(Stored data)
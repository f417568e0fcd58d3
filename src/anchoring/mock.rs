//! In-memory calendar and explorer for unit tests

use std::collections::HashMap;
use std::sync::atomic::{AtomicBool, AtomicUsize, Ordering};

use async_trait::async_trait;
use parking_lot::Mutex;

use crate::anchoring::bitcoin::BlockExplorer;
use crate::anchoring::calendar::RemoteCalendar;
use crate::anchoring::error::AnchorError;
use crate::anchoring::types::BlockHeader;
use crate::ots::{Attestation, Op, Timestamp};

/// Mock calendar
///
/// `submit` answers with `prepend(calendar_url) -> sha256 -> Pending(calendar_url)`.
/// Once [`MockCalendar::confirm`] is called, `get_timestamp` answers every
/// known commitment with `sha256 -> Bitcoin(height)`.
pub struct MockCalendar {
    /// URLs whose submissions fail
    pub failing_urls: Mutex<Vec<String>>,

    /// Height to attest on upgrade, once confirmed
    confirmed_height: Mutex<Option<u64>>,

    /// Whether upgrade requests fail outright
    pub upgrade_should_fail: AtomicBool,

    pub submit_call_count: AtomicUsize,
    pub upgrade_call_count: AtomicUsize,
}

impl Default for MockCalendar {
    fn default() -> Self {
        Self {
            failing_urls: Mutex::new(Vec::new()),
            confirmed_height: Mutex::new(None),
            upgrade_should_fail: AtomicBool::new(false),
            submit_call_count: AtomicUsize::new(0),
            upgrade_call_count: AtomicUsize::new(0),
        }
    }
}

impl MockCalendar {
    pub fn new() -> Self {
        Self::default()
    }

    /// Mock where submissions to `urls` fail
    pub fn failing_for(urls: &[&str]) -> Self {
        let mock = Self::default();
        *mock.failing_urls.lock() = urls.iter().map(|u| (*u).to_string()).collect();
        mock
    }

    /// Start answering upgrades with a Bitcoin attestation at `height`
    pub fn confirm(&self, height: u64) {
        *self.confirmed_height.lock() = Some(height);
    }

    /// Commitment digest the mock returns for a submission to `calendar_url`
    pub fn commitment_for(digest: &[u8], calendar_url: &str) -> Vec<u8> {
        Op::Sha256.apply(&Op::Prepend(calendar_url.as_bytes().to_vec()).apply(digest))
    }

    /// Message the upgrade attests for `commitment`
    pub fn attested_message(commitment: &[u8]) -> Vec<u8> {
        Op::Sha256.apply(commitment)
    }

    pub fn submit_calls(&self) -> usize {
        self.submit_call_count.load(Ordering::SeqCst)
    }

    pub fn upgrade_calls(&self) -> usize {
        self.upgrade_call_count.load(Ordering::SeqCst)
    }
}

#[async_trait]
impl RemoteCalendar for MockCalendar {
    async fn submit(&self, calendar_url: &str, digest: &[u8]) -> Result<Timestamp, AnchorError> {
        self.submit_call_count.fetch_add(1, Ordering::SeqCst);

        if self.failing_urls.lock().iter().any(|u| u == calendar_url) {
            return Err(AnchorError::Network("mock submit failure".into()));
        }

        let mut ts = Timestamp::new(digest.to_vec());
        ts.add(Op::Prepend(calendar_url.as_bytes().to_vec()))
            .add(Op::Sha256)
            .add_attestation(Attestation::Pending {
                uri: calendar_url.to_string(),
            });
        Ok(ts)
    }

    async fn get_timestamp(
        &self,
        _calendar_url: &str,
        commitment: &[u8],
    ) -> Result<Option<Timestamp>, AnchorError> {
        self.upgrade_call_count.fetch_add(1, Ordering::SeqCst);

        if self.upgrade_should_fail.load(Ordering::SeqCst) {
            return Err(AnchorError::ServiceError("mock upgrade failure".into()));
        }

        let Some(height) = *self.confirmed_height.lock() else {
            return Ok(None);
        };

        let mut ts = Timestamp::new(commitment.to_vec());
        ts.add(Op::Sha256)
            .add_attestation(Attestation::Bitcoin { height });
        Ok(Some(ts))
    }
}

/// Mock explorer serving fixed headers by height
#[derive(Default)]
pub struct MockExplorer {
    blocks: Mutex<HashMap<u64, BlockHeader>>,
    pub header_call_count: AtomicUsize,
}

impl MockExplorer {
    pub fn new() -> Self {
        Self::default()
    }

    /// Register a block whose merkle root commits to `attested_msg`
    pub fn add_block(&self, height: u64, attested_msg: &[u8], time: u64) {
        let mut root = attested_msg.to_vec();
        root.reverse();
        self.blocks.lock().insert(
            height,
            BlockHeader {
                merkle_root: hex::encode(root),
                time,
                hash: format!("{:064x}", height),
                height,
            },
        );
    }

    pub fn header_calls(&self) -> usize {
        self.header_call_count.load(Ordering::SeqCst)
    }
}

#[async_trait]
impl BlockExplorer for MockExplorer {
    async fn block_hash(&self, height: u64) -> Result<String, AnchorError> {
        self.blocks
            .lock()
            .get(&height)
            .map(|h| h.hash.clone())
            .ok_or_else(|| AnchorError::BlockFetchFailed {
                height,
                details: "mock: unknown block".into(),
            })
    }

    async fn block_header(&self, hash: &str) -> Result<BlockHeader, AnchorError> {
        self.header_call_count.fetch_add(1, Ordering::SeqCst);
        self.blocks
            .lock()
            .values()
            .find(|h| h.hash == hash)
            .cloned()
            .ok_or_else(|| AnchorError::ServiceError(format!("mock: unknown block {hash}")))
    }
}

• Instructions for the task
Search the data above for the string "into" and report each line that holds it.

• Output for this task
            return Err(AnchorError::Network("mock submit failure".into()));
            return Err(AnchorError::ServiceError("mock upgrade failure".into()));
                details: "mock: unknown block".into(),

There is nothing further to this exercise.